Bulletin of the American Physical Society
75th Annual Meeting of the Division of Fluid Dynamics
Volume 67, Number 19
Sunday–Tuesday, November 20–22, 2022; Indiana Convention Center, Indianapolis, Indiana.
Session Q33: Geophysical Fluid Dynamics: General
1:25 PM–3:22 PM,
Monday, November 21, 2022
Room: 241
Chair: Ching-Yao Lai, Princeton University
Abstract: Q33.00006 : Spatio-temporal interactions between large-scale climate oscillations and extreme-temperature events
2:30 PM–2:43 PM
Presenter:
Luminita Danaila
(Université de Rouen)
Authors:
Manuel Fossa
(University of Rouen Normandy M2C)
Luminita Danaila
(Université de Rouen)
Michael Ghil
(University of California, Los Angeles)
In these planetary fluids, turbulent statistics at smaller scales appear to be correlated with the long-time and large-scale fields of the same quantity. For example, local, strong temperature fluctuations are affected by daily, seasonal, and interdecadal phenomena. This contribution aims to provide physical arguments for this conditioning of the smaller scales by the largest ones. To achieve this aim, we investigate turbulent statistics at each scale for several phases of the large-scale, long-time phenomena.
Our methodology uses transport equations for second- and fourth-order moments of the temperature field, filtered at different space and time scales.
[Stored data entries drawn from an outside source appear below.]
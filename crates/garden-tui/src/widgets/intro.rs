use ratatui::{
    layout::{Constraint, Direction, Layout, Rect},
    style::{Modifier, Style},
    text::{Line, Span},
    widgets::{Paragraph, Wrap},
    Frame,
};

use super::card::CardWidget;
use crate::app::{App, Card};

const PRINCIPLES: [(&str, &str); 3] = [
    (
        "Provide feedback.",
        "Motion communicates system status and helps prevent errors during critical actions such as form validation and transaction confirmation.",
    ),
    (
        "Create seamless experiences.",
        "Motion reduces friction by connecting interaction states, including direct gestures like swiping.",
    ),
    (
        "Guide attention.",
        "Motion directs focus, clarifies what changed, and helps users understand what matters next.",
    ),
];

pub struct IntroWidget;

impl IntroWidget {
    pub fn render(frame: &mut Frame, area: Rect, app: &App) {
        let body = CardWidget::render(frame, area, app, Card::Intro);
        if body.height == 0 {
            return;
        }

        let columns = Layout::default()
            .direction(Direction::Horizontal)
            .constraints([Constraint::Ratio(1, 3); 3])
            .split(body);

        for ((title, text), column) in PRINCIPLES.iter().zip(columns.iter()) {
            let paragraph = Paragraph::new(vec![
                Line::from(Span::styled(
                    *title,
                    Style::default()
                        .fg(app.theme.ink)
                        .add_modifier(Modifier::BOLD),
                )),
                Line::from(Span::styled(*text, Style::default().fg(app.theme.muted))),
            ])
            .wrap(Wrap { trim: true });
            frame.render_widget(paragraph, *column);
        }
    }
}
The emphasis is on the interaction between the temperature gradient’s large-scale dynamics, which acts as a forcing, and the temporal evolution of the second and fourth-order moments – namely the energy and the flatness, or kurtosis – of the temperature field at smaller scales. The theoretical results are verified against ERA5 reanalysis data for the wind velocity and temperature fields over the Euro-Atlantic region at the 500 hPa pressure level.
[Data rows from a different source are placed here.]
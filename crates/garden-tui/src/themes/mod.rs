//! Theme registry and loader

mod garden;

use ratatui::style::Color;
use tracing::warn;

use crate::theme::Theme;

pub use garden::{dark as garden_dark, light as garden_light};

/// Parse a hex color string into a ratatui Color
/// Accepts formats: "#RRGGBB", "RRGGBB", "#RGB", "RGB"
pub fn parse_hex_color(hex: &str) -> Option<Color> {
    let hex = hex.trim().trim_start_matches('#');
    if !hex.is_ascii() {
        return None;
    }

    match hex.len() {
        // Short form: RGB -> RRGGBB
        3 => {
            let r = u8::from_str_radix(&hex[0..1], 16).ok()? * 17;
            let g = u8::from_str_radix(&hex[1..2], 16).ok()? * 17;
            let b = u8::from_str_radix(&hex[2..3], 16).ok()? * 17;
            Some(Color::Rgb(r, g, b))
        }
        6 => {
            let r = u8::from_str_radix(&hex[0..2], 16).ok()?;
            let g = u8::from_str_radix(&hex[2..4], 16).ok()?;
            let b = u8::from_str_radix(&hex[4..6], 16).ok()?;
            Some(Color::Rgb(r, g, b))
        }
        _ => None,
    }
}

/// Load a theme by name, applying the optional accent override
pub fn load_theme(name: &str, accent: Option<&str>) -> Theme {
    let mut theme = match name.to_lowercase().as_str() {
        "garden-light" | "light" => garden::light(),
        "garden-dark" | "dark" => garden::dark(),
        other => {
            warn!("Unknown theme '{}', using garden-light", other);
            garden::light()
        }
    };

    if let Some(hex) = accent {
        match parse_hex_color(hex) {
            Some(color) => theme.accent = color,
            None => warn!("Invalid accent color '{}', keeping theme accent", hex),
        }
    }

    theme
}
use garden_core::stage::DepthStages;
use ratatui::{
    buffer::Buffer,
    layout::{Constraint, Direction, Layout, Rect},
    style::{Modifier, Style},
    text::{Line, Span},
    widgets::{Block, Borders, Clear, Paragraph},
    Frame,
};

use super::card::CardWidget;
use crate::app::{App, Card};
use crate::theme::Theme;

/// Height in pixels the layer offsets were designed against
const DESIGN_HEIGHT_PX: f64 = 288.0;
/// Width of the progress bar in cells
const BAR_WIDTH: u16 = 20;
/// Background grid spacing (columns, content rows)
const GRID_COLS: u16 = 6;
const GRID_ROWS: u64 = 4;

/// Nested scroller whose sticky layers reveal themselves with scroll progress
pub struct DepthWidget;

impl DepthWidget {
    pub fn render(frame: &mut Frame, area: Rect, app: &mut App) {
        let body = CardWidget::render(frame, area, app, Card::Depth);
        if body.height < 4 {
            return;
        }

        let chunks = Layout::default()
            .direction(Direction::Vertical)
            .constraints([Constraint::Length(1), Constraint::Min(3)])
            .split(body);

        let stages = app.garden.depth_stages();
        render_header(frame, chunks[0], &app.theme, &stages);

        let block = Block::default()
            .borders(Borders::ALL)
            .border_style(Style::default().fg(app.theme.pale))
            .style(Style::default().bg(app.theme.base));
        let viewport = block.inner(chunks[1]);
        frame.render_widget(block, chunks[1]);
        if viewport.height == 0 || viewport.width == 0 {
            return;
        }
        app.layout.set_depth_viewport(viewport);

        let scroll_top = app.depth_scroll.current();
        render_grid(frame.buffer_mut(), viewport, &app.theme, scroll_top);
        render_layers(frame, viewport, &app.theme, &stages);
    }
}

fn render_header(frame: &mut Frame, area: Rect, theme: &Theme, stages: &DepthStages) {
    let filled = ((stages.bar_fill() * BAR_WIDTH as f64).round() as u16).min(BAR_WIDTH);
    let label = "NESTED SCROLL";
    let padding = area
        .width
        .saturating_sub(label.len() as u16 + BAR_WIDTH) as usize;

    let line = Line::from(vec![
        Span::styled(label, Style::default().fg(theme.dark).add_modifier(Modifier::BOLD)),
        Span::raw(" ".repeat(padding)),
        Span::styled("█".repeat(filled as usize), Style::default().fg(theme.dark)),
        Span::styled(
            "░".repeat((BAR_WIDTH - filled) as usize),
            Style::default().fg(theme.pale),
        ),
    ]);
    frame.render_widget(Paragraph::new(line), area);
}

/// Dotted grid on the scrolling content; moves with the scroll offset
fn render_grid(buf: &mut Buffer, viewport: Rect, theme: &Theme, scroll_top: f64) {
    let first_row = scroll_top.max(0.0).floor() as u64;
    let style = Style::default().fg(theme.pale);
    for dy in 0..viewport.height {
        let content_row = first_row + dy as u64;
        let y = viewport.y + dy;
        if content_row % GRID_ROWS == 0 {
            for x in viewport.left()..viewport.right() {
                buf[(x, y)].set_symbol("┄").set_style(style);
            }
        } else {
            for x in (viewport.left()..viewport.right()).step_by(GRID_COLS as usize) {
                buf[(x, y)].set_symbol("·").set_style(style);
            }
        }
    }
}

/// Rectangle centered at a fraction of the viewport, shifted by whole cells
fn centered(viewport: Rect, cx: f64, cy: f64, width: u16, height: u16, dx: i32, dy: i32) -> Rect {
    let x = viewport.x as i32 + (viewport.width as f64 * cx).round() as i32 - width as i32 / 2 + dx;
    let y = viewport.y as i32 + (viewport.height as f64 * cy).round() as i32 - height as i32 / 2 + dy;
    clip(viewport, x, y, width, height)
}

fn clip(viewport: Rect, x: i32, y: i32, width: u16, height: u16) -> Rect {
    let left = x.max(viewport.left() as i32);
    let top = y.max(viewport.top() as i32);
    let right = (x + width as i32).min(viewport.right() as i32);
    let bottom = (y + height as i32).min(viewport.bottom() as i32);
    if right <= left || bottom <= top {
        return Rect::default();
    }
    Rect::new(left as u16, top as u16, (right - left) as u16, (bottom - top) as u16)
}

fn render_layers(frame: &mut Frame, viewport: Rect, theme: &Theme, stages: &DepthStages) {
    // Cells are about twice as tall as they are wide
    let rows_per_px = viewport.height as f64 / DESIGN_HEIGHT_PX;
    let cols_per_px = rows_per_px * 2.0;
    let rows = |px: f64| (px * rows_per_px).round() as i32;
    let cols = |px: f64| (px * cols_per_px).round() as i32;
    let wide = (viewport.width as f64 * 0.85).round() as u16;
    let narrow = (cols(160.0).max(10) as u16).min(viewport.width);
    let h = viewport.height as f64;

    let hero_height = ((h / 3.0).round() as u16).max(2);
    let x = viewport.x as i32 + (viewport.width as i32 - wide as i32) / 2;
    let hero = clip(viewport, x, viewport.y as i32 + rows(stages.hero_rise()), wide, hero_height);
    render_layer(frame, hero, theme, stages.hero, "Hero");

    let small_height = ((h * 0.22).round() as u16).max(2);
    let right = centered(viewport, 0.5, 0.48, narrow, small_height, cols(stages.right_shift()), 0);
    render_layer(frame, right, theme, stages.right, "Layer");
    let second = centered(viewport, 0.5, 0.62, narrow, small_height, cols(stages.second_shift()), 0);
    render_layer(frame, second, theme, stages.second, "Layer");

    let footer_height = ((h * 0.28).round() as u16).max(3);
    let footer = centered(viewport, 0.5, 0.82, wide, footer_height, 0, rows(stages.footer_rise()));
    render_layer(frame, footer, theme, stages.footer, "");

    let inner = centered(
        footer,
        0.5,
        0.5,
        narrow.min(footer.width.saturating_sub(2)),
        1,
        0,
        rows(stages.footer_inner_rise()),
    );
    if stages.footer > 0.0 && stages.footer_inner > 0.0 && inner.area() > 0 {
        let style = Style::default()
            .fg(theme.fade(theme.ink, theme.raised, stages.footer_inner.min(stages.footer)))
            .bg(theme.fade(theme.surface, theme.raised, stages.footer_inner));
        frame.render_widget(Clear, inner);
        frame.render_widget(Paragraph::new("Footer").style(style).centered(), inner);
    }
}

fn render_layer(frame: &mut Frame, area: Rect, theme: &Theme, stage: f64, label: &str) {
    if stage <= 0.0 || area.width < 2 || area.height < 2 {
        return;
    }
    let block = Block::default()
        .borders(Borders::ALL)
        .border_style(Style::default().fg(theme.fade(theme.dark, theme.base, stage)))
        .style(Style::default().bg(theme.fade(theme.raised, theme.base, stage)));
    let text = Paragraph::new(label)
        .style(Style::default().fg(theme.fade(theme.muted, theme.raised, stage)))
        .centered()
        .block(block);
    frame.render_widget(Clear, area);
    frame.render_widget(text, area);
}

#[cfg(test)]
mod tests {
    use super::*;

    #[test]
    fn test_clip_inside_and_outside() {
        let viewport = Rect::new(10, 5, 40, 12);
        assert_eq!(clip(viewport, 12, 6, 10, 3), Rect::new(12, 6, 10, 3));
        assert_eq!(clip(viewport, 45, 6, 10, 3), Rect::new(45, 6, 5, 3));
        assert_eq!(clip(viewport, 60, 6, 10, 3), Rect::default());
        assert_eq!(clip(viewport, 0, 0, 5, 3), Rect::default());
    }

    #[test]
    fn test_centered_layer_shifts() {
        let viewport = Rect::new(0, 0, 40, 12);
        let rest = centered(viewport, 0.5, 0.5, 10, 2, 0, 0);
        assert_eq!(rest, Rect::new(15, 5, 10, 2));
        let shifted = centered(viewport, 0.5, 0.5, 10, 2, 20, 0);
        assert_eq!(shifted, Rect::new(35, 5, 5, 2));
    }
}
Our results show that the flatness factor increases as the scales become smaller. These values correlate with the local flux of temperature fluctuations and the large-scale temperature gradients. The extreme values of the temperature fluctuations are related to an enhancement of the temperature cascade and the temperature gradients. Further extensions of this approach deal with improved modeling of extremes in other fields, such as heavy rainfall or dry spells, in the context of large-scale climate change and variability.